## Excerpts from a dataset
◆ ◆ ◆ ◆ ◆

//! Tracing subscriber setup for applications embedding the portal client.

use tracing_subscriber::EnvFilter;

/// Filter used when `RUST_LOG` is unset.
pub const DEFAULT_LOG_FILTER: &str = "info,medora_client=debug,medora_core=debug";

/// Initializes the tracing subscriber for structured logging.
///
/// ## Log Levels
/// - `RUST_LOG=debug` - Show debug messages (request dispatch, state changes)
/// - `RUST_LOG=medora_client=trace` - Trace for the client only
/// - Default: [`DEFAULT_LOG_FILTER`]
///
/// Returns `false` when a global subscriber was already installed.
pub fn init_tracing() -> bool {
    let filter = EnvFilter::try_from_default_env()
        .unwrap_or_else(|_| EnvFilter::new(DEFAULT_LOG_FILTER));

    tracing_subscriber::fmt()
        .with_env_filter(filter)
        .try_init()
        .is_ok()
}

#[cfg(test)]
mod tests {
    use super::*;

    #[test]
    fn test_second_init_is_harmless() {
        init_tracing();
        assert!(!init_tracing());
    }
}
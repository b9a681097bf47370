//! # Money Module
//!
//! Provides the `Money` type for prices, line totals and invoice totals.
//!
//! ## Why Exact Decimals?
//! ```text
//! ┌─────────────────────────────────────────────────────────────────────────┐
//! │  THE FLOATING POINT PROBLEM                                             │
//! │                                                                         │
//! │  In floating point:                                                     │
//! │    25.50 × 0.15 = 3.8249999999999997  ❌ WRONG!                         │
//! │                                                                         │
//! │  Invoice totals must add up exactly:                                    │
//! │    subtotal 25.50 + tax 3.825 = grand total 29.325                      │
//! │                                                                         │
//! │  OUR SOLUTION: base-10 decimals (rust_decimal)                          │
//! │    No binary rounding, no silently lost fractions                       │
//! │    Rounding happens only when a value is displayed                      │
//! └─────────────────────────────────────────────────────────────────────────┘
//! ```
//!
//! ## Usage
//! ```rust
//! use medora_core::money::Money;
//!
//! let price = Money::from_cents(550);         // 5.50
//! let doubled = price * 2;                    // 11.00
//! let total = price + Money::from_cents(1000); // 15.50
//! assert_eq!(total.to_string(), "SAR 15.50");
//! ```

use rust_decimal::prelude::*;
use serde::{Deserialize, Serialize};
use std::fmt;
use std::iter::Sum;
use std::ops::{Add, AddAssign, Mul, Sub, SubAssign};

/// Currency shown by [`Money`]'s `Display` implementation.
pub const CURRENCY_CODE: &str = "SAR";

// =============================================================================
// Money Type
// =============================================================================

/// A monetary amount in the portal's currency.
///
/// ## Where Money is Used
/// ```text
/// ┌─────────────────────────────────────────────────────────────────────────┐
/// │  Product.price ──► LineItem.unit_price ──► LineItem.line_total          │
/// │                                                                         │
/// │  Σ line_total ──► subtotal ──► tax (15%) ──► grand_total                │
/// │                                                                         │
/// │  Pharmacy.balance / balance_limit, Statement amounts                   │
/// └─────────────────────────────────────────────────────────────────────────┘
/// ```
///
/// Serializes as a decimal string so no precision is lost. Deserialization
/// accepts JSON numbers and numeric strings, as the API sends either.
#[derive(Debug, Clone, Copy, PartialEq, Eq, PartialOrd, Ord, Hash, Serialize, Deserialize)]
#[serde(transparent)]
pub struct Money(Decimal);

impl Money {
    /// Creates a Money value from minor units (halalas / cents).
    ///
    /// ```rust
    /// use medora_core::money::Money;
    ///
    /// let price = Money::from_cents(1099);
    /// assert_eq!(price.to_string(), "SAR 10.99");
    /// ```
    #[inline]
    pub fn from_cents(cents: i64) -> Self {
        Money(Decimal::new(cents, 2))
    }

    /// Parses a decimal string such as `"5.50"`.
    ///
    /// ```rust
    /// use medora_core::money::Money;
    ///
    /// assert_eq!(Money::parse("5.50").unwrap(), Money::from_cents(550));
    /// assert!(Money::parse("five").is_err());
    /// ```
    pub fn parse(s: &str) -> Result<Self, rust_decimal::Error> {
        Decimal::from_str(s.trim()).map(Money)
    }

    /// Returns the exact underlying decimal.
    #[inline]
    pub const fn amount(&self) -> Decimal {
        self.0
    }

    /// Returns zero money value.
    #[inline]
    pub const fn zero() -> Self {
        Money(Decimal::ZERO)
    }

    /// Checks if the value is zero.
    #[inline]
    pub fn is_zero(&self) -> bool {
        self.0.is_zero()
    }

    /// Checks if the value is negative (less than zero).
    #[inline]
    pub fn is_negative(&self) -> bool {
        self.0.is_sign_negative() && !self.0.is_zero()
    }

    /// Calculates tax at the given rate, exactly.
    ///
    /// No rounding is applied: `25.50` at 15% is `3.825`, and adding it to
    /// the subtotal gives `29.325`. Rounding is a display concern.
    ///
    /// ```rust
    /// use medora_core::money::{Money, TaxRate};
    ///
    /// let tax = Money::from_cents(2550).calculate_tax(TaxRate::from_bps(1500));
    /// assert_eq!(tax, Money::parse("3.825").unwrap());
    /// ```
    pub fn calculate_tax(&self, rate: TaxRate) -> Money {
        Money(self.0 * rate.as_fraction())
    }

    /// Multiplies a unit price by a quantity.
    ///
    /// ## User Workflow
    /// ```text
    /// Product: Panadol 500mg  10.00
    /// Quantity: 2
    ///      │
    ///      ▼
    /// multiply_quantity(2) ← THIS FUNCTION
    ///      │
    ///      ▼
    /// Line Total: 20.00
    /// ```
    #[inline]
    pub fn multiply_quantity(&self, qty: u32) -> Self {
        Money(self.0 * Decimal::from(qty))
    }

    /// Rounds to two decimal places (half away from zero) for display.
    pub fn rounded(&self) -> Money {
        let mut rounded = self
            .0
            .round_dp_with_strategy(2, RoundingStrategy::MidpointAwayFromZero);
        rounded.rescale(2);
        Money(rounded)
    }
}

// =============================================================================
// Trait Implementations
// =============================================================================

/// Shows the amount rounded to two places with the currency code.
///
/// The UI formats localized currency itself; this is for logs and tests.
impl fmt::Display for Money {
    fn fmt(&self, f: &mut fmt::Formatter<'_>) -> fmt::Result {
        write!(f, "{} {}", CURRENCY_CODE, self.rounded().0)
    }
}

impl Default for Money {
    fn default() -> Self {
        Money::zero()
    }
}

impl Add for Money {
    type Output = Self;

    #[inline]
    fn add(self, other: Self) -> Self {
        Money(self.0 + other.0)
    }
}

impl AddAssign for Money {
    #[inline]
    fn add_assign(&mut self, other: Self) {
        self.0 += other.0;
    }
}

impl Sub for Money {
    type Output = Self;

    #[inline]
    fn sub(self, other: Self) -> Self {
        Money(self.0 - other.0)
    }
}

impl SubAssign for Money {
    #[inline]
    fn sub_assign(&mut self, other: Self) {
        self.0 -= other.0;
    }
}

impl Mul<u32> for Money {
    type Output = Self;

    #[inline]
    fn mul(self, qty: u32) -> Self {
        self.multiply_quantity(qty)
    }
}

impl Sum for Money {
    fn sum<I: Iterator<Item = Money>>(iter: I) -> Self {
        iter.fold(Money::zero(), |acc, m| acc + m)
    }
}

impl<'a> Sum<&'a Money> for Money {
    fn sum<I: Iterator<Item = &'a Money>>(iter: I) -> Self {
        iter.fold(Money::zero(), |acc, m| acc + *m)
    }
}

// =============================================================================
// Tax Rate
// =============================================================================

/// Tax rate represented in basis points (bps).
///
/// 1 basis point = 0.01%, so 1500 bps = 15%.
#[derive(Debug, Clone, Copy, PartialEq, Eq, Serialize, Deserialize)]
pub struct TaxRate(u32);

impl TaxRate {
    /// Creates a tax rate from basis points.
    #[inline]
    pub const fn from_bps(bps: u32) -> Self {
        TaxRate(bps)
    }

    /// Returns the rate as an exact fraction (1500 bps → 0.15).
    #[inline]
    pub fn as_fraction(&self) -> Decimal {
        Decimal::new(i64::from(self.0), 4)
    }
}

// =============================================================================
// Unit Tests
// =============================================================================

◆ ◆ ◆ ◆ ◆

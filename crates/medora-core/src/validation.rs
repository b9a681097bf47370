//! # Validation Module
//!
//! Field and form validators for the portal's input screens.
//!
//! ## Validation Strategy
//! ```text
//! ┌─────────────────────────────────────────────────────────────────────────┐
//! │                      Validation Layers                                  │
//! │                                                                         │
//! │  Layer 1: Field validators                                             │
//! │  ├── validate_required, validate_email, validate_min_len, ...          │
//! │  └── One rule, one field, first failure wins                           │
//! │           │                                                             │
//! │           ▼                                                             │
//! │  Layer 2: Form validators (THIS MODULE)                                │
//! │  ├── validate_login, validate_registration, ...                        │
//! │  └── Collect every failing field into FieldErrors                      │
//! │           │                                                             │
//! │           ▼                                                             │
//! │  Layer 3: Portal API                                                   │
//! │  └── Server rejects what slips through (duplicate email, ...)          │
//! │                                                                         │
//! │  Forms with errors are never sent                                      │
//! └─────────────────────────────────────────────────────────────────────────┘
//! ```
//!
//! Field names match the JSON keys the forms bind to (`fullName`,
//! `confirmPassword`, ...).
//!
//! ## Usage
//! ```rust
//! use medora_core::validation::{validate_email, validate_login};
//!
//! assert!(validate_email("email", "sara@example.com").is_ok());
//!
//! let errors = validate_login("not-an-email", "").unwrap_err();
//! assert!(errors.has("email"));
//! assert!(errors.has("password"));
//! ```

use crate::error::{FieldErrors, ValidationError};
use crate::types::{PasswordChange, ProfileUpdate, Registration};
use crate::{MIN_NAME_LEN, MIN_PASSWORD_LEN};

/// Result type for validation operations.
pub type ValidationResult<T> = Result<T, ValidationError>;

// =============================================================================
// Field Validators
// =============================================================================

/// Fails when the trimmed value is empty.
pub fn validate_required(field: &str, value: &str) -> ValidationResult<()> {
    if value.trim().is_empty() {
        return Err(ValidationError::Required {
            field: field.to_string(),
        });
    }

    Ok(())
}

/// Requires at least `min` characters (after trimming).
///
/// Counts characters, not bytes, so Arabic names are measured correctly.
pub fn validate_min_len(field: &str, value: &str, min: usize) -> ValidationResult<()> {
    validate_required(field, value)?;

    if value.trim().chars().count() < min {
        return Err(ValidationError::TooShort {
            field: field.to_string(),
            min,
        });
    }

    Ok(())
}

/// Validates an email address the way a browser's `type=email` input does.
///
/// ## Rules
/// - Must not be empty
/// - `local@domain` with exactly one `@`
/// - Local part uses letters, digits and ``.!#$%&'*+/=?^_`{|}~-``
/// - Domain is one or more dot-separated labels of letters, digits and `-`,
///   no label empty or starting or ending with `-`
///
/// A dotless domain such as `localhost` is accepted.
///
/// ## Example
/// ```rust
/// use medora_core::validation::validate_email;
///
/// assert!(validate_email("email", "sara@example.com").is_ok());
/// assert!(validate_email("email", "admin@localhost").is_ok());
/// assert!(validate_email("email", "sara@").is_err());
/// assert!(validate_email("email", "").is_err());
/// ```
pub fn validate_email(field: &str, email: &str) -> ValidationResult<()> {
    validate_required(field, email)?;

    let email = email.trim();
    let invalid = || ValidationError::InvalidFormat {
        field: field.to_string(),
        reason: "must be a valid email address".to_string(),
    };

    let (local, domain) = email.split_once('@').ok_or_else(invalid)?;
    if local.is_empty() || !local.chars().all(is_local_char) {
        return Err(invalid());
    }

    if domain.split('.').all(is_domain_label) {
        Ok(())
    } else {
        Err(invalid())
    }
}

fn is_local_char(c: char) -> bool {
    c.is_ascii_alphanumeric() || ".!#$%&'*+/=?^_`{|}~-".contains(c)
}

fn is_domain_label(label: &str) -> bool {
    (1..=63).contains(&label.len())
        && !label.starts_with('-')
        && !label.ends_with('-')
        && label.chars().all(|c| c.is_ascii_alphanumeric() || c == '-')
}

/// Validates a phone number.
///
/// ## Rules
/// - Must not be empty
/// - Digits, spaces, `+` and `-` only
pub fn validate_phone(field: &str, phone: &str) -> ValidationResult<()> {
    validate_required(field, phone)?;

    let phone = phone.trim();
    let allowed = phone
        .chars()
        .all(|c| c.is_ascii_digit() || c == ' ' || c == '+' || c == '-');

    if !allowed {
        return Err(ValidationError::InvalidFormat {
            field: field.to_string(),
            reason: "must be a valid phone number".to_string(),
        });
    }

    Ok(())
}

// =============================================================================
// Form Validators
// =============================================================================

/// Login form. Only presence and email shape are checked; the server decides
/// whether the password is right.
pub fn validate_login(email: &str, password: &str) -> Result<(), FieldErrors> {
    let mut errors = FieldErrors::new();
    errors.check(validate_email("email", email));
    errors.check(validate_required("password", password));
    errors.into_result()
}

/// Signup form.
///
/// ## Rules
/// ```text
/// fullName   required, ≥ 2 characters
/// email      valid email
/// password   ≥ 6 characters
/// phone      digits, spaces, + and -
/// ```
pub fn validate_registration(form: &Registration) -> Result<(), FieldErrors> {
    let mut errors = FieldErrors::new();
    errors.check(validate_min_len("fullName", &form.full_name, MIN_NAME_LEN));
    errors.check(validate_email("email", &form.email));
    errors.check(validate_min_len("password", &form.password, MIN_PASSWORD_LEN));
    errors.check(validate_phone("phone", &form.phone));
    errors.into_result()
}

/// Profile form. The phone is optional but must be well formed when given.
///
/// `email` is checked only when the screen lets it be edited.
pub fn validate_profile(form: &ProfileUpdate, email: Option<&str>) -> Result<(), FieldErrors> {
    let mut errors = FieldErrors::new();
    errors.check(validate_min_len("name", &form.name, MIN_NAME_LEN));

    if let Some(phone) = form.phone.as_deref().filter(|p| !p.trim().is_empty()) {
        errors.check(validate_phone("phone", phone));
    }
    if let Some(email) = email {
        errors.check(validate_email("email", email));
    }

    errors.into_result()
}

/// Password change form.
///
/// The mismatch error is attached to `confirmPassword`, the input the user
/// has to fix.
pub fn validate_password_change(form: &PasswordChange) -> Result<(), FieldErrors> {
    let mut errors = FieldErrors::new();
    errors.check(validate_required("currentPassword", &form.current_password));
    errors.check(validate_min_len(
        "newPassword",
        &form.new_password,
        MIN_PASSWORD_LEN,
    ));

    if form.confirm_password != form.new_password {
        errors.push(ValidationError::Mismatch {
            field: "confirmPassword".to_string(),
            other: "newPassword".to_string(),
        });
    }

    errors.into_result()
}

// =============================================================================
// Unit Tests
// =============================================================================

◆ ◆ ◆ ◆ ◆

## Exercise
From the data above, output only the lines between the line containing "the portal client." and the line containing "## Log Levels", inclusive, exactly as written.

## Result of the exercise
//! Tracing subscriber setup for applications embedding the portal client.

use tracing_subscriber::EnvFilter;

/// Filter used when `RUST_LOG` is unset.
pub const DEFAULT_LOG_FILTER: &str = "info,medora_client=debug,medora_core=debug";

/// Initializes the tracing subscriber for structured logging.
///
/// ## Log Levels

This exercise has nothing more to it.